Do you want to download it ? (yes/no) [yes]
I know that, but I'm not sure how I learned it. Does anyone have any
interest in checking out the eggs documentation with an eye toward
making it more useful to someone who has never used Chicken before?
From http://www.call-with-current-continuation.org/eggs/index.html:
Okay, okay: I'm officially a moron. :) This is an area that is a problem
because Chicken is actually simpler than Perl or Python. With those two
languages, you need to download something manually and un-tgz it.
There's almost always an INSTALL file that says, "perl Makefile.pl;
make; make install" or whatever. Of course, Perl now has a chicken-setup
like utility -- and a CPAN shell to go with it -- but I never use it,
because I can't remember how to get to it. Maybe a full-time Perl hacker
will remember it, but I live in a world where in the space of a month,
I'm writing Perl, Python, Java, PostgreSQL stored procedures, Oracle
PL/SQL, and of course Chicken. There's only so much trivia the can fit
in my mind at once.
Yes, you're right here (not with the moron, but with the amount if trivia
one has to keep in mind when using many different languages).

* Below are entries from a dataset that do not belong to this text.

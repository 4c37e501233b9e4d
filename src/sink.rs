use async_trait::async_trait;
use reqwest::StatusCode;
use serde::Deserialize;
use std::{sync::Arc, time::Duration};
use tracing::{debug, info, warn};

use crate::{
    error::{Result, WearableError},
    storage::KeyValueStore,
    types::{HealthDataBatch, SinkConfig, WireHealthRecord},
};

/// Key of the bearer token in the key-value store
pub const ACCESS_TOKEN_KEY: &str = "@access_token";

/// Acknowledgement returned by the remote API
#[derive(Debug, Clone, Default, PartialEq, Eq, Deserialize)]
pub struct SinkResponse {
    /// Server supplied message
    #[serde(default)]
    pub message: String,
}

/// Destination of uploaded health records
#[async_trait]
pub trait RemoteSink: Send + Sync {
    /// Upload one batch, records in arrival order
    async fn send(&self, device_id: &str, records: &[WireHealthRecord]) -> Result<SinkResponse>;
}

/// Source of the bearer credential attached to uploads
#[async_trait]
pub trait TokenStore: Send + Sync {
    /// Current access token, if logged in
    async fn access_token(&self) -> Option<String>;

    /// Drop the credential after the server rejected it
    async fn clear(&self);
}

/// [`TokenStore`] keeping the token in a [`KeyValueStore`]
#[derive(Clone)]
pub struct KeyValueTokenStore {
    store: Arc<dyn KeyValueStore>,
}

impl KeyValueTokenStore {
    /// Create a token store on top of a key-value store
    #[must_use]
    pub fn new(store: Arc<dyn KeyValueStore>) -> Self {
        Self { store }
    }

    /// Save a freshly issued token
    ///
    /// # Errors
    ///
    /// Returns the underlying store error.
    pub async fn save_access_token(&self, token: &str) -> Result<()> {
        self.store.set(ACCESS_TOKEN_KEY, token.to_string()).await?;
        info!("Access token saved");
        Ok(())
    }
}

#[async_trait]
impl TokenStore for KeyValueTokenStore {
    async fn access_token(&self) -> Option<String> {
        match self.store.get(ACCESS_TOKEN_KEY).await {
            Ok(token) => token,
            Err(e) => {
                warn!("Failed to read access token: {}", e);
                None
            }
        }
    }

    async fn clear(&self) {
        if let Err(e) = self.store.remove(ACCESS_TOKEN_KEY).await {
            warn!("Failed to clear access token: {}", e);
        } else {
            info!("Access token cleared");
        }
    }
}

/// [`RemoteSink`] posting JSON batches to the health data endpoint
pub struct HttpSink {
    client: reqwest::Client,
    endpoint: String,
    tokens: Arc<dyn TokenStore>,
}

impl HttpSink {
    /// Create a sink for the configured API
    ///
    /// # Errors
    ///
    /// Returns [`WearableError::Http`] if the HTTP client cannot be built.
    pub fn new(config: &SinkConfig, tokens: Arc<dyn TokenStore>) -> Result<Self> {
        let client = reqwest::Client::builder()
            .timeout(Duration::from_millis(config.timeout_ms))
            .build()?;

        Ok(Self {
            client,
            endpoint: format!(
                "{}{}",
                config.base_url.trim_end_matches('/'),
                config.health_data_path
            ),
            tokens,
        })
    }

    /// Full URL batches are posted to
    #[must_use]
    pub fn endpoint(&self) -> &str {
        &self.endpoint
    }
}

/// Pick the most useful message out of an error response body
fn error_message(status: StatusCode, body: &str) -> String {
    if let Ok(parsed) = serde_json::from_str::<SinkResponse>(body) {
        if !parsed.message.is_empty() {
            return parsed.message;
        }
    }
    if body.trim().is_empty() {
        format!("HTTP {}", status.as_u16())
    } else {
        body.trim().to_string()
    }
}

#[async_trait]
impl RemoteSink for HttpSink {
    async fn send(&self, device_id: &str, records: &[WireHealthRecord]) -> Result<SinkResponse> {
        info!("Sending health data: {} points", records.len());

        let batch = HealthDataBatch {
            device_uuid: device_id.to_string(),
            data_points: records.to_vec(),
        };

        let mut request = self.client.post(&self.endpoint).json(&batch);
        if let Some(token) = self.tokens.access_token().await {
            request = request.bearer_auth(token);
        }

        let response = request.send().await?;
        let status = response.status();
        let body = response.text().await?;

        if status.is_success() {
            if body.trim().is_empty() {
                return Ok(SinkResponse::default());
            }
            return Ok(serde_json::from_str(&body).unwrap_or_else(|_| SinkResponse {
                message: body.trim().to_string(),
            }));
        }

        let message = error_message(status, &body);
        debug!("Upload rejected: {} {}", status, message);

        if status == StatusCode::UNAUTHORIZED {
            self.tokens.clear().await;
            return Err(WearableError::Unauthorized(message));
        }

        Err(WearableError::Upload {
            status: status.as_u16(),
            message,
        })
    }
}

(But I agree that this should perhaps be linked more "visible" from
the main page)
What if each egg had a boilerplate INSTALL file that said everything
that the top of the eggs page does?
Hm. If it's inside the egg, it might not be noted (many users don't
realize it's a tgz, actually). So I'm not sure where to put any
installation isntructions. One could of course also add an interactive
mode to chicken-setup, which might simplify things for new users.

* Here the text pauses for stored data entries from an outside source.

use async_trait::async_trait;
use serde::{de::DeserializeOwned, Deserialize, Serialize};
use serde_json::Value;
use std::{collections::HashMap, sync::Arc};
use tokio::sync::RwLock;
use tracing::{debug, info, warn};

use crate::{
    error::Result,
    types::{WearableDevice, DEVICE_HISTORY_LIMIT},
};

/// Key of the currently paired device record
pub const CONNECTED_DEVICE_KEY: &str = "@connected_device";
/// Key of the paired device history list
pub const DEVICE_HISTORY_KEY: &str = "@device_history";

/// Version written into every persisted envelope
pub const SCHEMA_VERSION: u32 = 1;

/// Opaque string key-value persistence provided by the host platform
#[async_trait]
pub trait KeyValueStore: Send + Sync {
    /// Read a value
    async fn get(&self, key: &str) -> Result<Option<String>>;

    /// Write a value
    async fn set(&self, key: &str, value: String) -> Result<()>;

    /// Delete a value, succeeding if it does not exist
    async fn remove(&self, key: &str) -> Result<()>;
}

/// In-process [`KeyValueStore`], nothing survives a restart
#[derive(Debug, Default)]
pub struct MemoryStore {
    entries: RwLock<HashMap<String, String>>,
}

#[async_trait]
impl KeyValueStore for MemoryStore {
    async fn get(&self, key: &str) -> Result<Option<String>> {
        Ok(self.entries.read().await.get(key).cloned())
    }

    async fn set(&self, key: &str, value: String) -> Result<()> {
        self.entries.write().await.insert(key.to_string(), value);
        Ok(())
    }

    async fn remove(&self, key: &str) -> Result<()> {
        self.entries.write().await.remove(key);
        Ok(())
    }
}

#[derive(Serialize)]
struct EnvelopeRef<'a, T> {
    version: u32,
    data: &'a T,
}

#[derive(Deserialize)]
struct Envelope {
    version: u32,
    data: Value,
}

/// Persist `value` under `key` wrapped in a versioned envelope
///
/// # Errors
///
/// Returns [`crate::WearableError::Json`] if the value cannot be serialized,
/// or the store's error if the write fails.
pub async fn save_versioned<T: Serialize + Sync>(
    store: &dyn KeyValueStore,
    key: &str,
    value: &T,
) -> Result<()> {
    let blob = serde_json::to_string(&EnvelopeRef {
        version: SCHEMA_VERSION,
        data: value,
    })?;
    store.set(key, blob).await
}

/// Load a value written by [`save_versioned`]
///
/// Blobs written before envelopes existed are read as version 0. Blobs from
/// a newer schema, or blobs that fail to decode, are treated as absent.
///
/// # Errors
///
/// Only the store's own read error is returned.
pub async fn load_versioned<T: DeserializeOwned>(
    store: &dyn KeyValueStore,
    key: &str,
) -> Result<Option<T>> {
    let Some(blob) = store.get(key).await? else {
        return Ok(None);
    };

    let raw: Value = match serde_json::from_str(&blob) {
        Ok(raw) => raw,
        Err(e) => {
            warn!("Ignoring unreadable value under {}: {}", key, e);
            return Ok(None);
        }
    };

    let data = match serde_json::from_value::<Envelope>(raw.clone()) {
        Ok(envelope) if envelope.version > SCHEMA_VERSION => {
            warn!(
                "Ignoring {} written by schema version {} (supported: {})",
                key, envelope.version, SCHEMA_VERSION
            );
            return Ok(None);
        }
        Ok(envelope) => envelope.data,
        Err(_) => {
            debug!("Reading unversioned value under {}", key);
            raw
        }
    };

    match serde_json::from_value(data) {
        Ok(value) => Ok(Some(value)),
        Err(e) => {
            warn!("Ignoring undecodable value under {}: {}", key, e);
            Ok(None)
        }
    }
}

/// Persistence of the paired device and the pairing history
#[derive(Clone)]
pub struct DeviceStore {
    store: Arc<dyn KeyValueStore>,
    history_limit: usize,
}

impl DeviceStore {
    /// Create a device store on top of a key-value store
    #[must_use]
    pub fn new(store: Arc<dyn KeyValueStore>) -> Self {
        Self {
            store,
            history_limit: DEVICE_HISTORY_LIMIT,
        }
    }

    /// Save the currently paired device
    ///
    /// # Errors
    ///
    /// Returns the underlying store or serialization error.
    pub async fn save_connected_device(&self, device: &WearableDevice) -> Result<()> {
        save_versioned(self.store.as_ref(), CONNECTED_DEVICE_KEY, device).await?;
        info!("Device saved: {}", device.name);
        Ok(())
    }

    /// Load the currently paired device
    ///
    /// # Errors
    ///
    /// Returns the underlying store error.
    pub async fn connected_device(&self) -> Result<Option<WearableDevice>> {
        load_versioned(self.store.as_ref(), CONNECTED_DEVICE_KEY).await
    }

    /// Forget the currently paired device, history is untouched
    ///
    /// # Errors
    ///
    /// Returns the underlying store error.
    pub async fn remove_connected_device(&self) -> Result<()> {
        self.store.remove(CONNECTED_DEVICE_KEY).await?;
        info!("Connected device removed");
        Ok(())
    }

    /// Update the connectivity flag of the saved device, if any
    ///
    /// # Errors
    ///
    /// Returns the underlying store or serialization error.
    pub async fn update_connection_status(&self, connected: bool) -> Result<()> {
        if let Some(device) = self.connected_device().await? {
            self.save_connected_device(&device.with_connected(connected))
                .await?;
            debug!("Connection status updated: {}", connected);
        }
        Ok(())
    }

    /// Update the battery level of the saved device, if any
    ///
    /// # Errors
    ///
    /// Returns the underlying store or serialization error.
    pub async fn update_battery_level(&self, battery: i16) -> Result<()> {
        if let Some(mut device) = self.connected_device().await? {
            device.battery = battery;
            self.save_connected_device(&device).await?;
            self.update_history_entry(&device.id, |entry| entry.battery = battery)
                .await?;
            debug!("Battery level updated: {}", battery);
        }
        Ok(())
    }

    /// Modify the history entry of `device_id` in place, returning whether it exists
    ///
    /// # Errors
    ///
    /// Returns the underlying store or serialization error.
    pub async fn update_history_entry(
        &self,
        device_id: &str,
        update: impl FnOnce(&mut WearableDevice) + Send,
    ) -> Result<bool> {
        let mut history = self.history().await?;
        let Some(entry) = history.iter_mut().find(|entry| entry.id == device_id) else {
            return Ok(false);
        };
        update(entry);

        save_versioned(self.store.as_ref(), DEVICE_HISTORY_KEY, &history).await?;
        Ok(true)
    }

    /// Pairing history, most recent first
    ///
    /// # Errors
    ///
    /// Returns the underlying store error.
    pub async fn history(&self) -> Result<Vec<WearableDevice>> {
        Ok(load_versioned(self.store.as_ref(), DEVICE_HISTORY_KEY)
            .await?
            .unwrap_or_default())
    }

    /// Look up a device in the history
    ///
    /// # Errors
    ///
    /// Returns the underlying store error.
    pub async fn history_entry(&self, device_id: &str) -> Result<Option<WearableDevice>> {
        Ok(self
            .history()
            .await?
            .into_iter()
            .find(|device| device.id == device_id))
    }

    /// Move `device` to the front of the history
    ///
    /// Any older entry with the same id is replaced and the list is capped.
    ///
    /// # Errors
    ///
    /// Returns the underlying store or serialization error.
    pub async fn push_history(&self, device: &WearableDevice) -> Result<Vec<WearableDevice>> {
        let mut history = self.history().await?;
        history.retain(|entry| entry.id != device.id);
        history.insert(0, device.clone());
        history.truncate(self.history_limit);

        save_versioned(self.store.as_ref(), DEVICE_HISTORY_KEY, &history).await?;
        Ok(history)
    }

    /// Remove a device from the history, returning whether it was present
    ///
    /// # Errors
    ///
    /// Returns the underlying store or serialization error.
    pub async fn remove_from_history(&self, device_id: &str) -> Result<bool> {
        let mut history = self.history().await?;
        let before = history.len();
        history.retain(|entry| entry.id != device_id);
        if history.len() == before {
            return Ok(false);
        }

        save_versioned(self.store.as_ref(), DEVICE_HISTORY_KEY, &history).await?;
        info!("Device {} removed from history", device_id);
        Ok(true)
    }
}

#[cfg(test)]
mod tests {
    use super::*;
    use crate::types::BATTERY_UNKNOWN;
    use tokio_test::assert_ok;

    fn device_store() -> (Arc<MemoryStore>, DeviceStore) {
        let store = Arc::new(MemoryStore::default());
        (store.clone(), DeviceStore::new(store))
    }

    #[tokio::test]
    async fn test_connected_device_lifecycle() {
        let (_, devices) = device_store();
        assert!(devices.connected_device().await.unwrap().is_none());

        let watch = WearableDevice::new("AA:01", "Watch S3").with_connected(true);
        assert_ok!(devices.save_connected_device(&watch).await);
        assert_ok!(devices.update_battery_level(65).await);
        assert_ok!(devices.update_connection_status(false).await);

        let stored = devices.connected_device().await.unwrap().unwrap();
        assert_eq!(stored.id, "AA:01");
        assert_eq!(stored.battery, 65);
        assert!(!stored.connected);

        assert_ok!(devices.remove_connected_device().await);
        assert!(devices.connected_device().await.unwrap().is_none());
    }

    #[tokio::test]
    async fn test_updates_without_device_are_noops() {
        let (store, devices) = device_store();
        assert_ok!(devices.update_connection_status(true).await);
        assert_ok!(devices.update_battery_level(40).await);
        assert!(store.get(CONNECTED_DEVICE_KEY).await.unwrap().is_none());
    }

    #[tokio::test]
    async fn test_history_is_bounded_and_deduplicated() {
        let (_, devices) = device_store();
        for i in 0..11 {
            let device = WearableDevice::new(format!("dev-{i}"), format!("Watch {i}"));
            devices.push_history(&device).await.unwrap();
        }

        let history = devices.history().await.unwrap();
        assert_eq!(history.len(), 10);
        assert_eq!(history[0].id, "dev-10");
        assert_eq!(history[9].id, "dev-1");

        let mut ids: Vec<_> = history.iter().map(|d| d.id.clone()).collect();
        ids.sort();
        ids.dedup();
        assert_eq!(ids.len(), 10);

        // Reconnecting to an old entry moves it to the front without duplicating it
        let history = devices
            .push_history(&WearableDevice::new("dev-5", "Watch 5"))
            .await
            .unwrap();
        assert_eq!(history.len(), 10);
        assert_eq!(history[0].id, "dev-5");
        assert_eq!(history.iter().filter(|d| d.id == "dev-5").count(), 1);
    }

    #[tokio::test]
    async fn test_battery_level_reaches_history() {
        let (_, devices) = device_store();
        let watch = WearableDevice::new("AA:01", "Watch S3").with_connected(true);
        devices.save_connected_device(&watch).await.unwrap();
        devices.push_history(&watch).await.unwrap();
        devices
            .push_history(&WearableDevice::new("AA:02", "Band"))
            .await
            .unwrap();

        assert_ok!(devices.update_battery_level(42).await);

        assert_eq!(devices.history_entry("AA:01").await.unwrap().unwrap().battery, 42);
        assert_eq!(
            devices.history_entry("AA:02").await.unwrap().unwrap().battery,
            BATTERY_UNKNOWN
        );
        assert!(!devices
            .update_history_entry("missing", |entry| entry.battery = 1)
            .await
            .unwrap());
    }

    #[tokio::test]
    async fn test_remove_from_history() {
        let (_, devices) = device_store();
        devices
            .push_history(&WearableDevice::new("a", "A"))
            .await
            .unwrap();
        devices
            .push_history(&WearableDevice::new("b", "B"))
            .await
            .unwrap();

        assert!(devices.remove_from_history("a").await.unwrap());
        assert!(!devices.remove_from_history("a").await.unwrap());
        assert!(devices.history_entry("a").await.unwrap().is_none());
        assert!(devices.history_entry("b").await.unwrap().is_some());
    }

    #[tokio::test]
    async fn test_envelope_is_versioned() {
        let (store, devices) = device_store();
        devices
            .save_connected_device(&WearableDevice::new("x", "X"))
            .await
            .unwrap();

        let raw: Value =
            serde_json::from_str(&store.get(CONNECTED_DEVICE_KEY).await.unwrap().unwrap())
                .unwrap();
        assert_eq!(raw["version"], SCHEMA_VERSION);
        assert_eq!(raw["data"]["id"], "x");
    }

    #[tokio::test]
    async fn test_legacy_and_future_blobs() {
        let (store, devices) = device_store();

        store
            .set(
                CONNECTED_DEVICE_KEY,
                r#"{"id":"old","name":"Legacy","type":"band","connected":true,"battery":80}"#
                    .to_string(),
            )
            .await
            .unwrap();
        let legacy = devices.connected_device().await.unwrap().unwrap();
        assert_eq!(legacy.device_type, "band");
        assert_eq!(legacy.battery, 80);

        store
            .set(
                CONNECTED_DEVICE_KEY,
                r#"{"version":99,"data":{"id":"new","name":"Future"}}"#.to_string(),
            )
            .await
            .unwrap();
        assert!(devices.connected_device().await.unwrap().is_none());

        store
            .set(CONNECTED_DEVICE_KEY, "not json".to_string())
            .await
            .unwrap();
        assert!(devices.connected_device().await.unwrap().is_none());
    }
}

That's not what I meant, but that would indeed be a good idea. Perhaps a
sort of glossary/index/xref all in one?:
Core input/output
display, read, write.
See also input/output.
Input/output
core input/output, readline, sfio, srfi-38.
See also networking.
I/O
See input/output.
E-mail
See mail.
ftp -- Basic FTP client.
ftp:connect, ftp:disconnect, ftp:ftp?, ftp:set-type!,
ftp:set-mode!, ftp:change-directory, ftp:open-list,
ftp:open-input-file, ftp:open-output-file, ftp:abort,
ftp:delete-file, ftp:rename-file, ftp:delete-directory,
ftp:create-directory
See also networking.
Mail
pop3, smtp.
See also networking.
Networking
ftp, http, pcap, pop3, smtp, spread,
tcp-server, udp.
pop3 -- Mail retrieval via the POP3 protocol.
See also mail.
sfio -- AT&T safe and fast input/output interface.

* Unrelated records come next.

use chrono::Utc;
use std::borrow::Cow;
use serde_json::{Map, Value};
use tokio::{sync::mpsc, task::JoinHandle};
use tracing::{debug, warn};

use crate::{
    ble::Subscription,
    error::{Result, WearableError},
    types::{HealthSample, TransferConfig},
};

/// Firmware field carrying heart rate in bpm
pub const FIELD_HEART_RATE: &str = "hr";
/// Firmware field carrying SpO2 in percent
pub const FIELD_SPO2: &str = "spo2";
/// Firmware field carrying the cumulative step count
pub const FIELD_STEPS: &str = "steps";
/// Firmware field carrying calories in kcal
pub const FIELD_CALORIES: &str = "cal";
/// Firmware field carrying the on-device alert score
pub const FIELD_ALERT: &str = "alert";

/// Reassembles chunked JSON health records from one notify characteristic
///
/// The firmware writes one JSON object per record and the radio splits it
/// into MTU sized notifications. Raw chunk bytes are appended to a buffer until
/// it looks like a complete object, at which point it is decoded and cleared.
/// Text is only decoded from the whole buffer, so a multi-byte character split
/// across two notifications survives.
///
/// A malformed record never wedges the buffer: once the buffer ends with `}`
/// but fails to parse, decoding is retried from every later `{`. The first
/// suffix that decodes wins and the garbage in front of it is dropped.
///
/// # Examples
///
/// ```
/// use wearlink::protocol::PayloadReassembler;
///
/// let mut reassembler = PayloadReassembler::new();
/// assert!(reassembler.push(b"{\"hr\":7").is_none());
///
/// let sample = reassembler
///     .push(b"0,\"spo2\":98,\"steps\":1,\"cal\":2}")
///     .unwrap();
/// assert_eq!(sample.heart_rate, 70);
/// assert_eq!(sample.spo2, 98);
/// assert!(reassembler.is_empty());
/// ```
#[derive(Debug, Clone)]
pub struct PayloadReassembler {
    buffer: Vec<u8>,
    max_payload_bytes: usize,
}

impl Default for PayloadReassembler {
    fn default() -> Self {
        Self::new()
    }
}

impl PayloadReassembler {
    /// Create a reassembler with the default payload bound
    #[must_use]
    pub fn new() -> Self {
        Self::with_limit(TransferConfig::default().max_payload_bytes)
    }

    /// Create a reassembler that discards payloads growing past `max_payload_bytes`
    #[must_use]
    pub const fn with_limit(max_payload_bytes: usize) -> Self {
        Self {
            buffer: Vec::new(),
            max_payload_bytes,
        }
    }

    /// Feed one raw chunk, returning a sample when a record completes
    pub fn push(&mut self, chunk: &[u8]) -> Option<HealthSample> {
        if chunk.iter().all(u8::is_ascii_whitespace) {
            return None;
        }

        self.buffer.extend_from_slice(chunk);

        let decoded = self.try_decode();
        if decoded.is_some() {
            self.reset();
            return decoded;
        }

        if self.buffer.len() > self.max_payload_bytes {
            warn!(
                "Discarding {} byte payload without a decodable record",
                self.buffer.len()
            );
            self.reset();
        }

        None
    }

    /// Drop any partially received record
    pub fn reset(&mut self) {
        self.buffer.clear();
    }

    /// Text received since the last complete record
    #[must_use]
    pub fn pending(&self) -> Cow<'_, str> {
        String::from_utf8_lossy(&self.buffer)
    }

    /// Whether no partial record is buffered
    #[must_use]
    pub fn is_empty(&self) -> bool {
        self.buffer.is_empty()
    }

    fn try_decode(&self) -> Option<HealthSample> {
        let text = String::from_utf8_lossy(&self.buffer);
        let trimmed = text.trim();
        if !trimmed.ends_with('}') {
            return None;
        }

        if trimmed.starts_with('{') {
            match serde_json::from_str::<Value>(trimmed) {
                Ok(value) => match sample_from_value(&value) {
                    Ok(sample) => return Some(sample),
                    Err(e) => warn!("Dropping record: {}", e),
                },
                // Looks closed but is not, e.g. a `}` inside a string value
                Err(e) if e.is_eof() => return None,
                Err(e) => warn!("Malformed health payload: {}", e),
            }
        }

        Self::recover(trimmed)
    }

    fn recover(trimmed: &str) -> Option<HealthSample> {
        trimmed
            .match_indices('{')
            .filter(|(index, _)| *index > 0)
            .find_map(|(index, _)| {
                let value = serde_json::from_str::<Value>(&trimmed[index..]).ok()?;
                let sample = sample_from_value(&value).ok()?;
                debug!("Recovered record after dropping {} bytes", index);
                Some(sample)
            })
    }
}

/// Decode a complete payload, e.g. the value of a characteristic read
///
/// # Errors
///
/// Returns [`WearableError::ParseError`] if the payload is not a JSON object.
pub fn decode_sample(payload: &[u8]) -> Result<HealthSample> {
    let text = std::str::from_utf8(payload)
        .map_err(|e| WearableError::ParseError(format!("payload is not UTF-8: {e}")))?;
    let value: Value = serde_json::from_str(text.trim())
        .map_err(|e| WearableError::ParseError(e.to_string()))?;
    sample_from_value(&value)
}

fn sample_from_value(value: &Value) -> Result<HealthSample> {
    let object = value
        .as_object()
        .ok_or_else(|| WearableError::ParseError("expected a JSON object".to_string()))?;

    Ok(HealthSample {
        heart_rate: u32::try_from(count_field(object, FIELD_HEART_RATE)).unwrap_or(u32::MAX),
        spo2: u32::try_from(count_field(object, FIELD_SPO2)).unwrap_or(u32::MAX),
        steps: count_field(object, FIELD_STEPS),
        calories: object
            .get(FIELD_CALORIES)
            .and_then(Value::as_f64)
            .unwrap_or(0.0),
        alert_score: object.get(FIELD_ALERT).and_then(Value::as_f64),
        timestamp: Utc::now(),
    })
}

/// Read a non-negative integer, truncating floats and clamping negatives to 0
#[allow(clippy::cast_possible_truncation, clippy::cast_sign_loss)]
fn count_field(object: &Map<String, Value>, key: &str) -> u64 {
    match object.get(key) {
        Some(value) => value
            .as_u64()
            .or_else(|| value.as_f64().map(|f| f.max(0.0) as u64))
            .unwrap_or(0),
        None => 0,
    }
}

/// Decoded health samples from one live subscription
///
/// Owns a background task that runs a [`PayloadReassembler`] over the
/// subscription's chunks. Dropping the stream aborts the task, which drops
/// the subscription and with it the reassembly buffer.
#[derive(Debug)]
pub struct HealthStream {
    receiver: mpsc::UnboundedReceiver<HealthSample>,
    task: JoinHandle<()>,
}

impl HealthStream {
    /// Start decoding a subscription
    #[must_use]
    pub fn spawn(mut subscription: Subscription, config: &TransferConfig) -> Self {
        let (sender, receiver) = mpsc::unbounded_channel();
        let max_payload_bytes = config.max_payload_bytes;

        let task = tokio::spawn(async move {
            let mut reassembler = PayloadReassembler::with_limit(max_payload_bytes);
            while let Some(chunk) = subscription.next_chunk().await {
                if let Some(sample) = reassembler.push(&chunk) {
                    if sender.send(sample).is_err() {
                        break;
                    }
                }
            }
            debug!("Health stream ended");
        });

        Self { receiver, task }
    }

    /// Wait for the next decoded sample, `None` once the subscription ended
    pub async fn recv(&mut self) -> Option<HealthSample> {
        self.receiver.recv().await
    }

    /// Unsubscribe and release the reassembly buffer
    pub fn close(self) {
        drop(self);
    }
}

impl Drop for HealthStream {
    fn drop(&mut self) {
        self.task.abort();
    }
}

srfi-38 -- Large object input/output [public domain]
See also input/output.
. . .
Now how would we automagically build such a thing?
IMHO, the most canonical representation of the docs in the
texinfo file. We could cobble something together, by
extracting stuff from chicken.texi and the egg html pages,
and from that point maintining it by hand.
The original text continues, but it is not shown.